= HOW TO COMPLETE THIS TASK =
Going through the material below, please gather all lines with the word "true" in them.

= RECORDS SHOWN =
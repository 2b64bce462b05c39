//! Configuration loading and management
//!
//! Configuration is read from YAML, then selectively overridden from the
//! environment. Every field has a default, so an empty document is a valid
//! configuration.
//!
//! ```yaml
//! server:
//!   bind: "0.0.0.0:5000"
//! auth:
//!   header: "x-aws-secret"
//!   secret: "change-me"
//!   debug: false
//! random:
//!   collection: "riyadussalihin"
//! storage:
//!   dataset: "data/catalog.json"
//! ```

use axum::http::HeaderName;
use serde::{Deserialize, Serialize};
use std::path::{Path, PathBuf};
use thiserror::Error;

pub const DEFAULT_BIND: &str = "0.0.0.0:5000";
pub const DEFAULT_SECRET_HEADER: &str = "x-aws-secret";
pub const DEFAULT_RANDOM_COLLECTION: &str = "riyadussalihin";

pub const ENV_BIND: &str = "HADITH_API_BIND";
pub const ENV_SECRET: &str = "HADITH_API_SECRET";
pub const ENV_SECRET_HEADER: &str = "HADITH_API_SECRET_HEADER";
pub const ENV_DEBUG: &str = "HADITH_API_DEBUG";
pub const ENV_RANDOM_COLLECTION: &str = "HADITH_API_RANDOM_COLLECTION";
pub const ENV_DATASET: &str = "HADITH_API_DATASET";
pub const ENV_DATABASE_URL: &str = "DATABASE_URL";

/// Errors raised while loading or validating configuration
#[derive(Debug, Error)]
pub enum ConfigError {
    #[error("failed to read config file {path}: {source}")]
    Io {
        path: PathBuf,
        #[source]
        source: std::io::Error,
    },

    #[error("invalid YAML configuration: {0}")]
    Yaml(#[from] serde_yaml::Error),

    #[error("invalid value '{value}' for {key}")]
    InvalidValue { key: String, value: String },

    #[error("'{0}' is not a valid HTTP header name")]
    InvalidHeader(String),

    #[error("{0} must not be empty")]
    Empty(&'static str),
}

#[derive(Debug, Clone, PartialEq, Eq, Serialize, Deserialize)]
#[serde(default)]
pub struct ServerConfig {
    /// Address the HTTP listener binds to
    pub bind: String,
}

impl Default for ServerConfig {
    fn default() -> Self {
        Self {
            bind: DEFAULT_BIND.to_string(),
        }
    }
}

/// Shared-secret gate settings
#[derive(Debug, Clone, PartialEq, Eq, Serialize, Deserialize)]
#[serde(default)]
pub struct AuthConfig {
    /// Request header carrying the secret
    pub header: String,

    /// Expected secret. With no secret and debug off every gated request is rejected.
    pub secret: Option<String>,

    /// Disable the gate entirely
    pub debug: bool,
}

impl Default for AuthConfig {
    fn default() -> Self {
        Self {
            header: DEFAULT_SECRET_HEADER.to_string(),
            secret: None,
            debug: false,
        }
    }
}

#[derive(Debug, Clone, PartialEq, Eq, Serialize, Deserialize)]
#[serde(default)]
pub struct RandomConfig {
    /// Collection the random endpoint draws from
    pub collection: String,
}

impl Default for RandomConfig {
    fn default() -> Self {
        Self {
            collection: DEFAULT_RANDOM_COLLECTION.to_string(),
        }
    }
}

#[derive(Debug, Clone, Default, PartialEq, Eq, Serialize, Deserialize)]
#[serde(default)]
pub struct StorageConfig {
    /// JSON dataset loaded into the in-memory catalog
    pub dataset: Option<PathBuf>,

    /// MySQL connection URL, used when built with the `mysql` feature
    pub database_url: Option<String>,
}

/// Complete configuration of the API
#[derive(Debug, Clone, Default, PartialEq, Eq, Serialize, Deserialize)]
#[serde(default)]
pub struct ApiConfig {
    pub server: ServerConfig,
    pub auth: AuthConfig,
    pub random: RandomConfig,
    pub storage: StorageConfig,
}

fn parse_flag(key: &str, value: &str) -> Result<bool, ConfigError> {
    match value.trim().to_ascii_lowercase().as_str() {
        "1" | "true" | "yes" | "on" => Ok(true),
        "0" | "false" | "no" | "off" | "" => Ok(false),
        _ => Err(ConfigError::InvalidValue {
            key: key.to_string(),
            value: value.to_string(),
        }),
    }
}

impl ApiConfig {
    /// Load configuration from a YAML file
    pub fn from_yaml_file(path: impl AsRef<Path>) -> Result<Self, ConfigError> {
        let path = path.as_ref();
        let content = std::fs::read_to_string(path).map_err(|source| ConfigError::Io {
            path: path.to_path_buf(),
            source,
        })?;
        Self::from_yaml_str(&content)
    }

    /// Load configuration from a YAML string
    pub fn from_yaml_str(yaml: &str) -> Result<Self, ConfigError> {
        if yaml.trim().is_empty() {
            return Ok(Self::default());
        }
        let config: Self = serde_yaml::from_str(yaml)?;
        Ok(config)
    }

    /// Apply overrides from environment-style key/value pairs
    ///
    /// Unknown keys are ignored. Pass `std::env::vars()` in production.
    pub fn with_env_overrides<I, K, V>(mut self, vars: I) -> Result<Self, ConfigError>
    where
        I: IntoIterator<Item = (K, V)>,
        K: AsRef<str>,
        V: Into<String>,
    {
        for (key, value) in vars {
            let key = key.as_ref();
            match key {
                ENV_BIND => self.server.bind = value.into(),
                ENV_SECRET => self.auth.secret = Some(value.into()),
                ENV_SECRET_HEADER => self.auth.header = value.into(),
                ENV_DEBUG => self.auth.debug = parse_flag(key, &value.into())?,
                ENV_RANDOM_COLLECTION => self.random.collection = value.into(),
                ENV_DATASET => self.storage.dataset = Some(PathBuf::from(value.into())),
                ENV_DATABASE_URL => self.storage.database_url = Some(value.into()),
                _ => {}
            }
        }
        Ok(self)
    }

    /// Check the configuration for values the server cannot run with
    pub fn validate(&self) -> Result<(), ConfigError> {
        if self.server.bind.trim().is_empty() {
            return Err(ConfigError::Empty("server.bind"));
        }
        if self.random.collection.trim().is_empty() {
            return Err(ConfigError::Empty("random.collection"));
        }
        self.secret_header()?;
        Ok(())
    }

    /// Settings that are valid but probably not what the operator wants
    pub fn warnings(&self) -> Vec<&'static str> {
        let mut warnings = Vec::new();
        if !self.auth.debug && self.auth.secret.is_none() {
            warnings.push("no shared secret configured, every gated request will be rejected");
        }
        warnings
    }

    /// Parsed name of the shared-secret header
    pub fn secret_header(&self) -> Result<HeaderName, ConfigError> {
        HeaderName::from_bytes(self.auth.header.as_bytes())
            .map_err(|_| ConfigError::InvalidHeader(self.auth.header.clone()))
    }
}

* * *

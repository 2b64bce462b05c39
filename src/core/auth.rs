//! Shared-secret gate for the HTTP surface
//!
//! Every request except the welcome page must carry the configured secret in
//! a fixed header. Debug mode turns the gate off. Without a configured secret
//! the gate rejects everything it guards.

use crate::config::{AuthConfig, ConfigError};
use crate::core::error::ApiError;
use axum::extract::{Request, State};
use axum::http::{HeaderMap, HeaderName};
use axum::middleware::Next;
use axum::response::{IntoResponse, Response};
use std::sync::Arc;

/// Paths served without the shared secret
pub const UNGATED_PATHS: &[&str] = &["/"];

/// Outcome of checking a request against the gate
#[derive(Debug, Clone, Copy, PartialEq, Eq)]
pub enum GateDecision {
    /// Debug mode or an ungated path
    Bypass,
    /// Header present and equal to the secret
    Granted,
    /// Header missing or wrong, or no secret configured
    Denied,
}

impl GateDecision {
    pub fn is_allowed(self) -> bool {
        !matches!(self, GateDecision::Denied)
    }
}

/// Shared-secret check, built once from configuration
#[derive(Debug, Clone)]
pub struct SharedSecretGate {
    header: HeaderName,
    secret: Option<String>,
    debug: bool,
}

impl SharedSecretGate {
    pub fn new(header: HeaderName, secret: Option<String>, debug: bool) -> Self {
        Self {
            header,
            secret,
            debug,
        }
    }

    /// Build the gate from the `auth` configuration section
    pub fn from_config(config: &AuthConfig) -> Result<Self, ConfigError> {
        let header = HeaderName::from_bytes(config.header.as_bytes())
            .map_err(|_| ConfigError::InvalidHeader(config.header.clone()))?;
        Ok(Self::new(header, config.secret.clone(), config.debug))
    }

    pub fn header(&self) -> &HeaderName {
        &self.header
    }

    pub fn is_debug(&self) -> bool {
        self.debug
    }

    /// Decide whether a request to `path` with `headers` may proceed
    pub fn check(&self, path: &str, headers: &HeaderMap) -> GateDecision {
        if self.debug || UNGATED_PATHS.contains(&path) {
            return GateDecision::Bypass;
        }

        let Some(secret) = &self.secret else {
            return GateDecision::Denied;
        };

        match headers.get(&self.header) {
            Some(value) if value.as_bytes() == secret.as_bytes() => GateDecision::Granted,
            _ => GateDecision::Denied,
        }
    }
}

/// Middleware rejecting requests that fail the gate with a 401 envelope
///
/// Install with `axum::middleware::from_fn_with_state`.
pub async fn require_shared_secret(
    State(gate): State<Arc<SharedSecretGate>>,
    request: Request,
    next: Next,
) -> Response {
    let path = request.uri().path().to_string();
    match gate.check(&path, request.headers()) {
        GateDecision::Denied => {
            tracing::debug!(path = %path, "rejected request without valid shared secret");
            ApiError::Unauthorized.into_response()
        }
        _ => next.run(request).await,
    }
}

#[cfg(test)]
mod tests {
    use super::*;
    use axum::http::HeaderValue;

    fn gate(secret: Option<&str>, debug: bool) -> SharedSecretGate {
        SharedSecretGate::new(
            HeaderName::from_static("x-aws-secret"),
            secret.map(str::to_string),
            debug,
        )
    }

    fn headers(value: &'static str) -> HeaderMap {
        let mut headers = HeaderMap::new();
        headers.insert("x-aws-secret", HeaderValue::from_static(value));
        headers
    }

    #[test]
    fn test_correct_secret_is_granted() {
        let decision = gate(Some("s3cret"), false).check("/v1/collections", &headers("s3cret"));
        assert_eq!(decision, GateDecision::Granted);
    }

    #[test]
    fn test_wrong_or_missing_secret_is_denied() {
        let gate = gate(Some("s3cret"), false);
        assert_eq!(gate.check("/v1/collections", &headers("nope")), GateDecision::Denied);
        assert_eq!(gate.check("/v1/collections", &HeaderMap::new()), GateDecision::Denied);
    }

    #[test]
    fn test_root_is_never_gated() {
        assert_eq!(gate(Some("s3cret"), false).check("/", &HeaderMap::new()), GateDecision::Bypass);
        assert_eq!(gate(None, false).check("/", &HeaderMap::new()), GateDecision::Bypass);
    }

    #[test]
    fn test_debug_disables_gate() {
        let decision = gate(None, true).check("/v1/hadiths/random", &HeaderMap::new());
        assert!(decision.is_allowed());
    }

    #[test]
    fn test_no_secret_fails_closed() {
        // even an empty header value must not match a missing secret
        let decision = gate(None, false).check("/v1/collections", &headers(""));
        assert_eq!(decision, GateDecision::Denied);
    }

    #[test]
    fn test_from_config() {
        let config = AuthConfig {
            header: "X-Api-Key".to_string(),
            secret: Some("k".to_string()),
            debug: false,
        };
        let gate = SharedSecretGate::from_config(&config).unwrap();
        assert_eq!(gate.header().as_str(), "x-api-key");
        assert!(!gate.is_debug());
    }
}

= ANSWER SPACE =
        "1" | "true" | "yes" | "on" => Ok(true),
        let decision = gate(None, true).check("/v1/hadiths/random", &HeaderMap::new());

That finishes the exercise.